Exactly reproduce the line that contains "to the conversation." and all lines after it in the entries below, through the very last line.

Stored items
>>

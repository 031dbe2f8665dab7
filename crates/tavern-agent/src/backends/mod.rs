pub mod assistants;
pub mod chat;

use crate::stream::StreamEvent;
use async_trait::async_trait;
use tavern_core::{ChatTurn, TavernResult};
use tokio::sync::mpsc;
use tokio::task::JoinHandle;

/// A stateful conversation with an external text generator.
///
/// The backend owns the conversation history: callers append user turns and
/// then ask for a run, which produces the next generator turn.
///
/// To add a new provider:
/// 1. Create a new module in `backends/`
/// 2. Implement `ConversationBackend` for your struct
/// 3. Add the variant to `GeneratorProvider` in `config.rs`
/// 4. Wire it up in `GenerationGateway::new()` in `gateway.rs`
#[async_trait]
pub trait ConversationBackend: Send + Sync {
    /// Opens a new conversation and returns its opaque handle.
    async fn open_conversation(&self) -> TavernResult<String>;

    /// Appends a user turn to the conversation.
    async fn append_user_turn(&self, conversation: &str, content: &str) -> TavernResult<()>;

    /// Starts a run over the conversation.
    ///
    /// Returns a receiver for stream events and a join handle that resolves to
    /// the final text of the generated turn. The generated turn becomes part of
    /// the conversation once the run succeeds.
    async fn run_stream(
        &self,
        conversation: &str,
        instructions: Option<&str>,
    ) -> TavernResult<(mpsc::Receiver<StreamEvent>, JoinHandle<TavernResult<String>>)>;

    /// Lists the conversation's turns, oldest first.
    async fn list_messages(&self, conversation: &str) -> TavernResult<Vec<ChatTurn>>;

    /// Closes the conversation on the generator side.
    async fn close_conversation(&self, conversation: &str) -> TavernResult<()>;
}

<<

__Answer box__:
    /// Appends a user turn to the conversation.
    async fn append_user_turn(&self, conversation: &str, content: &str) -> TavernResult<()>;

    /// Starts a run over the conversation.
    ///
    /// Returns a receiver for stream events and a join handle that resolves to
    /// the final text of the generated turn. The generated turn becomes part of
    /// the conversation once the run succeeds.
    async fn run_stream(
        &self,
        conversation: &str,
        instructions: Option<&str>,
    ) -> TavernResult<(mpsc::Receiver<StreamEvent>, JoinHandle<TavernResult<String>>)>;

    /// Lists the conversation's turns, oldest first.
    async fn list_messages(&self, conversation: &str) -> TavernResult<Vec<ChatTurn>>;

    /// Closes the conversation on the generator side.
    async fn close_conversation(&self, conversation: &str) -> TavernResult<()>;
}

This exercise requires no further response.